WHAT IS REQUIRED:
After repeating the line containing "UI draws highlighted", stop; until then, repeat each line of the listing below exactly, starting with the first.

DATA EXTRACTS:
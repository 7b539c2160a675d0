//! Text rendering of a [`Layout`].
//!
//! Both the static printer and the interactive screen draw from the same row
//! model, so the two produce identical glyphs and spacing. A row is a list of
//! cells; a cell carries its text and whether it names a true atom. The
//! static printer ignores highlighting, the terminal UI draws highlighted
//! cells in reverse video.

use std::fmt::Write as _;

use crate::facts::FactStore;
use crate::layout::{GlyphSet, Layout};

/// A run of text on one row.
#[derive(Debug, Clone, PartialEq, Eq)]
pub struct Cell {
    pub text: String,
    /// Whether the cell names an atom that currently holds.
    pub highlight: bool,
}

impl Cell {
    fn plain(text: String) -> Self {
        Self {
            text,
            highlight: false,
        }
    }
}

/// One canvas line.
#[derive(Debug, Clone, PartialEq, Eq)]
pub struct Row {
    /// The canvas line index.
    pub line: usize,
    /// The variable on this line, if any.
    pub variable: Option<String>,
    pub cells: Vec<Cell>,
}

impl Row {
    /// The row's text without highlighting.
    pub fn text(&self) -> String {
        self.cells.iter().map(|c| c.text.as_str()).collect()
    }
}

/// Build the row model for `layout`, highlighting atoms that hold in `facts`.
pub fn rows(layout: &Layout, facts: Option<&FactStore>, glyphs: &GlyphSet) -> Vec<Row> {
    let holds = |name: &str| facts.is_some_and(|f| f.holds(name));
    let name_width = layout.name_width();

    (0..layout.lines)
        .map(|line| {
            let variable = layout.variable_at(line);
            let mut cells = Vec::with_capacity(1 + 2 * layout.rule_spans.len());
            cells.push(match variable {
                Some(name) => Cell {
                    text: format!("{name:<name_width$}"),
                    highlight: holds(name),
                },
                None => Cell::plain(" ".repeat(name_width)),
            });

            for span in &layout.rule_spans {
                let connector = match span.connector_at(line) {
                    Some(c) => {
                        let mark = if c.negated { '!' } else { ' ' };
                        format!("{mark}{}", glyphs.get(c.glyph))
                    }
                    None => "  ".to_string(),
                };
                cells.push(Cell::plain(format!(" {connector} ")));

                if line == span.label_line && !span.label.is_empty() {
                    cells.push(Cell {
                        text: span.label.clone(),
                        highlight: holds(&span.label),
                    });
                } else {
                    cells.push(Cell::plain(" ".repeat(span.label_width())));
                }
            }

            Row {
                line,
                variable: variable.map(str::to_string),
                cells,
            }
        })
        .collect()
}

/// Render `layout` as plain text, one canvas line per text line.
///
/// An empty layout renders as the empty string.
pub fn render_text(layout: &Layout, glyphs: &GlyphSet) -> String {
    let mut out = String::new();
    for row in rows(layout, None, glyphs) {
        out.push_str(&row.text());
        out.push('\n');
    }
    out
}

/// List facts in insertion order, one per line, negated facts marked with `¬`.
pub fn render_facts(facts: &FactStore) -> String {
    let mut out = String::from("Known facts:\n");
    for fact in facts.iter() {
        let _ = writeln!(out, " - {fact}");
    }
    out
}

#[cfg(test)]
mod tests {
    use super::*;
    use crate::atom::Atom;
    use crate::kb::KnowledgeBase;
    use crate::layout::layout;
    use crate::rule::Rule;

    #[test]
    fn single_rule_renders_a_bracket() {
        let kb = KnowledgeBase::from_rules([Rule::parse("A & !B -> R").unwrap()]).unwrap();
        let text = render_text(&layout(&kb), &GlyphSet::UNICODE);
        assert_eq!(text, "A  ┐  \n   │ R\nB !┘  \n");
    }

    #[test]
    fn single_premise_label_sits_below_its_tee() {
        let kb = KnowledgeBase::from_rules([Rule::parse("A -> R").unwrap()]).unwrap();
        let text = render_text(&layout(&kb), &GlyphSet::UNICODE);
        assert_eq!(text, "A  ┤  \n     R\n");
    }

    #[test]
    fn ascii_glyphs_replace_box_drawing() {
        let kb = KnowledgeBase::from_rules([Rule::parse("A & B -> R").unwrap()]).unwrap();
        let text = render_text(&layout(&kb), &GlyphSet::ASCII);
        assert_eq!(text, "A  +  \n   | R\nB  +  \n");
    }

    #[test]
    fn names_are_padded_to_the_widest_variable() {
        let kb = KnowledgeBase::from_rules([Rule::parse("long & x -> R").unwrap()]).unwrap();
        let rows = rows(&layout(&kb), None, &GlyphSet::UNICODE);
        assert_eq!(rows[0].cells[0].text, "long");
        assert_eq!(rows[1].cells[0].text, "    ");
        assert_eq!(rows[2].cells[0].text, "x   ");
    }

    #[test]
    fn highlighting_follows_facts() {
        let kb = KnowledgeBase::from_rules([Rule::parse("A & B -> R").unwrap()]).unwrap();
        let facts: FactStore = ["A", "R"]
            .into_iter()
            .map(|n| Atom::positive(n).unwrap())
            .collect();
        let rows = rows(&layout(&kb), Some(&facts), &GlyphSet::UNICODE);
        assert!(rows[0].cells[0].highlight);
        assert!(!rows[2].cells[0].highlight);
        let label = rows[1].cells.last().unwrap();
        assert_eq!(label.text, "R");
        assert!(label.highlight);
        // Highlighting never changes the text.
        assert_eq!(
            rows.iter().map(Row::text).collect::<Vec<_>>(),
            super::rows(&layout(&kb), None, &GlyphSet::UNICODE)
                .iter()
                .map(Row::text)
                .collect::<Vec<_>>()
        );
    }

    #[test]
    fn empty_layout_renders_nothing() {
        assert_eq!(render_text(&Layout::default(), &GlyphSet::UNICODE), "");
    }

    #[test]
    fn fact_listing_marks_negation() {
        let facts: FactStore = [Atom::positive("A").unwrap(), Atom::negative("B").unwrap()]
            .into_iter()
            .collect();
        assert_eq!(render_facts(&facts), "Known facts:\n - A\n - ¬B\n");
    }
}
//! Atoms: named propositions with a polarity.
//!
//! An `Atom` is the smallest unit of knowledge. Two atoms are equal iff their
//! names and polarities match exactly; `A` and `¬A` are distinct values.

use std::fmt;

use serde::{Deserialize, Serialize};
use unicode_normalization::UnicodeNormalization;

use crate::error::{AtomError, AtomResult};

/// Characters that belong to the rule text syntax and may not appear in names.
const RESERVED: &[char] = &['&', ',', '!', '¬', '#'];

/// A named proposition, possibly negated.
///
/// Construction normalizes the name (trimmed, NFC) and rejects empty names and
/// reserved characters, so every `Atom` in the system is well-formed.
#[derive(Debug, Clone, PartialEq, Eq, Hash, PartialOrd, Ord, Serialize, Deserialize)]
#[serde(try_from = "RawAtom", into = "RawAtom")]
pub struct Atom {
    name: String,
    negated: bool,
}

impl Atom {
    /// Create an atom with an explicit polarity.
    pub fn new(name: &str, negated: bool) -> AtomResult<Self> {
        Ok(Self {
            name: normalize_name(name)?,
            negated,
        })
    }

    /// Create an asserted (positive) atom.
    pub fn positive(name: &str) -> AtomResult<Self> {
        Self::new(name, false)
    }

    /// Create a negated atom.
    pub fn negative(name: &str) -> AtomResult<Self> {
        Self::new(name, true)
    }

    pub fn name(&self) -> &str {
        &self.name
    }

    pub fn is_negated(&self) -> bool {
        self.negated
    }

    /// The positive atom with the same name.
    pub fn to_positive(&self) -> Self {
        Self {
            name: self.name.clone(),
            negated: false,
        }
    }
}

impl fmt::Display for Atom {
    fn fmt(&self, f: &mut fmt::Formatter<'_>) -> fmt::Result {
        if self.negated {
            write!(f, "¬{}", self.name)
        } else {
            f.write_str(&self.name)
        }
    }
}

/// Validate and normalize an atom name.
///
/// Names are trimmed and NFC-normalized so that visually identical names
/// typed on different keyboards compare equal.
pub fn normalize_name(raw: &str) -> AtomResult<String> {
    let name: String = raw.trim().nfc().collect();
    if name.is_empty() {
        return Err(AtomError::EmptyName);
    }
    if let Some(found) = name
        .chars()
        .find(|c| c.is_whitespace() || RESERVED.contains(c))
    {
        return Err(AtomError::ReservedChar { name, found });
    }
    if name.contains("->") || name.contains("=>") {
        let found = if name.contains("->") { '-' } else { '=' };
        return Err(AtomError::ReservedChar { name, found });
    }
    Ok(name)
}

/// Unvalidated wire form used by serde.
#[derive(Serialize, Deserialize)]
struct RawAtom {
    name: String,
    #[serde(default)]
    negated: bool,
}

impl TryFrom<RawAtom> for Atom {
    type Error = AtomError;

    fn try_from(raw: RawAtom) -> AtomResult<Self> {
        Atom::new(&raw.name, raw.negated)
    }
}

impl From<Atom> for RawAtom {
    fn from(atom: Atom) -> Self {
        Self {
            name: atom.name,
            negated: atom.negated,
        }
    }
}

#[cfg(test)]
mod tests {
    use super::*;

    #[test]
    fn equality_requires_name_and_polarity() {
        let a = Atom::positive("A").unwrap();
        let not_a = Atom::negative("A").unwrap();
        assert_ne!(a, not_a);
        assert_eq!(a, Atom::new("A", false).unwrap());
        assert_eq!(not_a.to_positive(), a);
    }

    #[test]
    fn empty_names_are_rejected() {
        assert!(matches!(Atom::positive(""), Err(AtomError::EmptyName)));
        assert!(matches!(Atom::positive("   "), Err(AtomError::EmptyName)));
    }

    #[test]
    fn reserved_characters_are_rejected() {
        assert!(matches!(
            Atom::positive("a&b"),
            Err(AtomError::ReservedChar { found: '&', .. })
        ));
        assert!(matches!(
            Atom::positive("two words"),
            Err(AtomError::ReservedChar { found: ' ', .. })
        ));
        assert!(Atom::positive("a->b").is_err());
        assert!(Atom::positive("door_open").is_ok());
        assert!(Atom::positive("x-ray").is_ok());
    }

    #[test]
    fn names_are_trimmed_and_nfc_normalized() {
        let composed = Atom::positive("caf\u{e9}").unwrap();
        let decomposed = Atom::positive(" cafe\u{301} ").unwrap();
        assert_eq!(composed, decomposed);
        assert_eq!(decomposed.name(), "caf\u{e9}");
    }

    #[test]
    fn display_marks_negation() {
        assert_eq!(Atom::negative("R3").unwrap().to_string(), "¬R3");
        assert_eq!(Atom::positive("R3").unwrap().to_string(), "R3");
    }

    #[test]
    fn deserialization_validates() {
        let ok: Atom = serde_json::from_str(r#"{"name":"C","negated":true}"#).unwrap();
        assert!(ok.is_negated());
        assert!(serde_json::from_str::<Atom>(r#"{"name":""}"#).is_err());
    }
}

TASK RESPONSE:
repository 7b539c2160a675d0
//! Text rendering of a [`Layout`].
//!
//! Both the static printer and the interactive screen draw from the same row
//! model, so the two produce identical glyphs and spacing. A row is a list of
//! cells; a cell carries its text and whether it names a true atom. The
//! static printer ignores highlighting, the terminal UI draws highlighted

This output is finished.